+++ Dataset extract

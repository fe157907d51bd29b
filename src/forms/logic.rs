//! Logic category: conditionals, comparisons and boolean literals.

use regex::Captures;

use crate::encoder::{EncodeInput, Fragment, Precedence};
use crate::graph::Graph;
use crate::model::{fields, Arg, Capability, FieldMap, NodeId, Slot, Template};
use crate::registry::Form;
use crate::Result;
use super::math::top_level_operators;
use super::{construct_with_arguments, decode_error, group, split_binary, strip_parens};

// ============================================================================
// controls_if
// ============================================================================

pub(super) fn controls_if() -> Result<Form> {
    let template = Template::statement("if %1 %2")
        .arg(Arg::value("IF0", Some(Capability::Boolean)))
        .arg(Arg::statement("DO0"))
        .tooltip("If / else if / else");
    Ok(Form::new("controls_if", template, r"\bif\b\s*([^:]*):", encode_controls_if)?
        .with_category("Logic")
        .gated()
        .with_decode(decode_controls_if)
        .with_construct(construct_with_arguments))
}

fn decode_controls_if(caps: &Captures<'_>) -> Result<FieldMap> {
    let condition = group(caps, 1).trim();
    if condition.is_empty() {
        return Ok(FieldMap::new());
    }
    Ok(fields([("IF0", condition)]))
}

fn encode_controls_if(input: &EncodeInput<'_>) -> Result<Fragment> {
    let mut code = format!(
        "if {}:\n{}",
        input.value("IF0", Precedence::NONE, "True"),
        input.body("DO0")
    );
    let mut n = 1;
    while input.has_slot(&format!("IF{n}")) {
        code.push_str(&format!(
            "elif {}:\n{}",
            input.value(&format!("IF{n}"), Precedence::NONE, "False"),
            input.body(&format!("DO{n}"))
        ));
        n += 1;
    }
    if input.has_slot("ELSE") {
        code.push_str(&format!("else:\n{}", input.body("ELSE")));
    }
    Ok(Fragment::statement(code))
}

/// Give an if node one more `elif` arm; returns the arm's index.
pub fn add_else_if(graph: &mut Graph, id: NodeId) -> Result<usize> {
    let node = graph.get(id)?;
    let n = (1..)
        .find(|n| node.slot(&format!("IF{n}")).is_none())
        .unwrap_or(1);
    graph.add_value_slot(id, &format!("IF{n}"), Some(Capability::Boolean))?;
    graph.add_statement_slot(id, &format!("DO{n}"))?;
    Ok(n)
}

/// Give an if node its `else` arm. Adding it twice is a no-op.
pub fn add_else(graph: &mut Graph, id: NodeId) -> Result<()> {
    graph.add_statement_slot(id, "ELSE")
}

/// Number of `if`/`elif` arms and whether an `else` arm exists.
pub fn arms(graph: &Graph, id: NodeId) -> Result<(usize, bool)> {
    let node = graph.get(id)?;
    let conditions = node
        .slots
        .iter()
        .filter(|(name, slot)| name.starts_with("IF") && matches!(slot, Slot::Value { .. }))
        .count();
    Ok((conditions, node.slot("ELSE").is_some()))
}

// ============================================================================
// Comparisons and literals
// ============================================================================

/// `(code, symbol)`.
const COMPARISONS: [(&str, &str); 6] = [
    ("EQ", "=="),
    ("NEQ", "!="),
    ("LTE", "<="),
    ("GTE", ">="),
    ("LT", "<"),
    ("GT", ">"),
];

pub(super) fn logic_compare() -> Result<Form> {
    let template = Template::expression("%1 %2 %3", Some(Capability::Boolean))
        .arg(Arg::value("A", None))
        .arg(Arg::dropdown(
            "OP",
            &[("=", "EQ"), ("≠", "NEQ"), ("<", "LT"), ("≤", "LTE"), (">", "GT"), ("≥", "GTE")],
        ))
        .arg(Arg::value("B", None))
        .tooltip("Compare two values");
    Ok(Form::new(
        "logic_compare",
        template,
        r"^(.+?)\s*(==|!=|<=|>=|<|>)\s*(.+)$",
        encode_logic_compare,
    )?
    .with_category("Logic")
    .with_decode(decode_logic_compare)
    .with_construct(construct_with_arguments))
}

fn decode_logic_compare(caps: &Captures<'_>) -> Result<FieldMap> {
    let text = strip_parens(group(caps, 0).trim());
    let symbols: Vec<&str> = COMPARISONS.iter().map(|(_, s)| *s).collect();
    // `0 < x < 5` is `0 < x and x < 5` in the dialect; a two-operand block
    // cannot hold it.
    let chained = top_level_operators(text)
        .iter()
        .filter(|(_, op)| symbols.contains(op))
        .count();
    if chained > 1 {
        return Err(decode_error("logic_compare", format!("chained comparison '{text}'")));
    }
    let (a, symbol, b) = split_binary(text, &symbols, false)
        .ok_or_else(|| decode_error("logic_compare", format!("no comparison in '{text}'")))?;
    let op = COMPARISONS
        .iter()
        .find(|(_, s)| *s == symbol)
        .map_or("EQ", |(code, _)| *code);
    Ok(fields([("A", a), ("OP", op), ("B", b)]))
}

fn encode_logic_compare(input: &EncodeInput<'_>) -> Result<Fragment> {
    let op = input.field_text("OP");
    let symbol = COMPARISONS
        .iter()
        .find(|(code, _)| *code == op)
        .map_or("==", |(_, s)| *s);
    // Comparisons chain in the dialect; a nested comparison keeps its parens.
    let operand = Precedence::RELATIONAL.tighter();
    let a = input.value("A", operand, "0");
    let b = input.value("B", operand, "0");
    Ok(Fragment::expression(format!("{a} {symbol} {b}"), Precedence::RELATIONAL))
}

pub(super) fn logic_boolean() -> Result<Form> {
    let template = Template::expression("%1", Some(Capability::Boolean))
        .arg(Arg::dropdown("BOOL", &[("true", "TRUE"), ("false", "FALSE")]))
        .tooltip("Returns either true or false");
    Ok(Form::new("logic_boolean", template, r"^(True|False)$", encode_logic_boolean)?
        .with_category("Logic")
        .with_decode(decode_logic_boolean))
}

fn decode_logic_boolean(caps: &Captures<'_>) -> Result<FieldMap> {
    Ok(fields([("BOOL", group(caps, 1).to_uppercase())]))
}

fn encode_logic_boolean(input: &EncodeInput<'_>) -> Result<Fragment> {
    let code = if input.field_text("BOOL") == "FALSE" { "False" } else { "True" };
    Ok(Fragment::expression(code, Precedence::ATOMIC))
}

++++++

## Work order
The answer must consist of every line from the entries that holds the string "RELATIONAL".

## Answer box
    let operand = Precedence::RELATIONAL.tighter();
    Ok(Fragment::expression(format!("{a} {symbol} {b}"), Precedence::RELATIONAL))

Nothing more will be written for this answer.